Nach Diagnose, Vorbehandlung, der Implantation und anschließender Eingliederung des Zahnersatzes folgt als weiterer wesentlicher Schritt die Pflege- und Erhaltungsphase. Dieser wird im Idealfall in ein existierendes strukturiertes Präventionskonzept der Praxis integriert. In der Regel werden die Prophylaxemaßnahmen an Prophylaxemitarbeiterinnen delegiert. Ein langfristiger Erhalt der Implantate erfordert von daher gut ausgebildete, qualifizierte und motivierte Mitarbeiterinnen. Das Wissen um die Besonderheiten dieser etablierten Therapie ist Grundvoraussetzung, um die Gefahr von Implantatverlusten zu minimieren – egal, ob Einzelzahnlücken, Schaltlücken, Freiendsituationen oder zahnlose Kiefer versorgt wurden. Nachfolgend werden die Elemente und die Besonderheiten einer wirkungsvollen Implantaterhaltungsphase dargestellt.

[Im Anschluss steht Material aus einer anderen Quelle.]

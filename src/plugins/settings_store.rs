// 插件设置存储
// 按插件 ID 持久化元数据覆盖

use std::collections::HashMap;
use std::path::{Path, PathBuf};

use async_trait::async_trait;
use serde_json::{Map, Value};
use tracing::debug;

use crate::errors::PlugHostError;
use crate::plugins::plugin_interface::PluginSettings;

/// 原始覆盖记录，键为字段名
pub type SettingsOverrides = Map<String, Value>;

/// 设置存储接口
///
/// 存储自身不加锁，并发写入由插件管理器串行化。
#[async_trait]
pub trait SettingsStore: Send + Sync {
    /// 读取全部记录；后端资源不存在时返回空映射
    async fn load(&self) -> Result<HashMap<String, SettingsOverrides>, PlugHostError>;

    /// 读-改-写：替换或创建 `plugin_id` 对应的记录
    async fn save(&self, plugin_id: &str, settings: &PluginSettings) -> Result<(), PlugHostError>;
}

/// JSON 文件设置存储
pub struct JsonFileSettingsStore {
    path: PathBuf,
}

impl JsonFileSettingsStore {
    pub fn new(path: impl Into<PathBuf>) -> Self {
        Self { path: path.into() }
    }

    pub fn path(&self) -> &Path {
        &self.path
    }

    async fn read_document(&self) -> Result<Map<String, Value>, PlugHostError> {
        let content = match tokio::fs::read_to_string(&self.path).await {
            Ok(content) => content,
            Err(e) if e.kind() == std::io::ErrorKind::NotFound => return Ok(Map::new()),
            Err(e) => {
                return Err(PlugHostError::storage(format!(
                    "读取设置文件 {} 失败: {}",
                    self.path.display(),
                    e
                )))
            }
        };

        if content.trim().is_empty() {
            return Ok(Map::new());
        }

        match serde_json::from_str::<Value>(&content) {
            Ok(Value::Object(document)) => Ok(document),
            Ok(_) => Err(PlugHostError::storage(format!(
                "设置文件 {} 顶层必须是对象",
                self.path.display()
            ))),
            Err(e) => Err(PlugHostError::storage(format!(
                "解析设置文件 {} 失败: {}",
                self.path.display(),
                e
            ))),
        }
    }
}

#[async_trait]
impl SettingsStore for JsonFileSettingsStore {
    async fn load(&self) -> Result<HashMap<String, SettingsOverrides>, PlugHostError> {
        let document = self.read_document().await?;

        // 非对象的条目没有可用字段，按缺省处理
        let records = document
            .into_iter()
            .filter_map(|(id, value)| match value {
                Value::Object(record) => Some((id, record)),
                _ => None,
            })
            .collect();

        Ok(records)
    }

    async fn save(&self, plugin_id: &str, settings: &PluginSettings) -> Result<(), PlugHostError> {
        let mut document = self.read_document().await?;

        let snapshot = match serde_json::to_value(settings)? {
            Value::Object(fields) => fields,
            _ => return Err(PlugHostError::internal("插件设置序列化结果不是对象")),
        };

        // 保留记录中其他键，只覆盖已知字段
        let entry = document
            .entry(plugin_id.to_string())
            .or_insert_with(|| Value::Object(Map::new()));
        if !entry.is_object() {
            *entry = Value::Object(Map::new());
        }
        if let Value::Object(record) = entry {
            record.extend(snapshot);
        }

        if let Some(parent) = self.path.parent().filter(|p| !p.as_os_str().is_empty()) {
            tokio::fs::create_dir_all(parent).await.map_err(|e| {
                PlugHostError::storage(format!("创建设置目录 {} 失败: {}", parent.display(), e))
            })?;
        }

        let content = serde_json::to_string_pretty(&Value::Object(document))?;
        tokio::fs::write(&self.path, content).await.map_err(|e| {
            PlugHostError::storage(format!("写入设置文件 {} 失败: {}", self.path.display(), e))
        })?;

        debug!(plugin_id = %plugin_id, path = %self.path.display(), "插件设置已保存");
        Ok(())
    }
}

Teamarbeit: Zahnarzt und Prophylaxefachkraft
Die Erhaltungsphase bei Implantatpatienten ist Teamarbeit – Zahnarzt und Prophylaxefachkraft ergänzen sich. Ziel ist es, den Patienten eine bestmögliche und qualitätsorientierte Behandlung zu ermöglichen. Risiken und entzündliche Prozesse können so frühzeitig erkannt und therapiert werden. Nur so ist die Basis für den langfristigen Erhalt des Implantats zu gewährleisten. Im Rahmen der Nachsorge und des Recalls muss der Übergangsstelle des Implantats von der Mundhöhle in den Kieferknochen besondere Aufmerksamkeit gewidmet werden. Hier befin-det sich der Angriffspunkt für Bakterien. Im ungünstigsten Falle können entzündliche Prozesse direkt zum Ver-lust des Implantats führen.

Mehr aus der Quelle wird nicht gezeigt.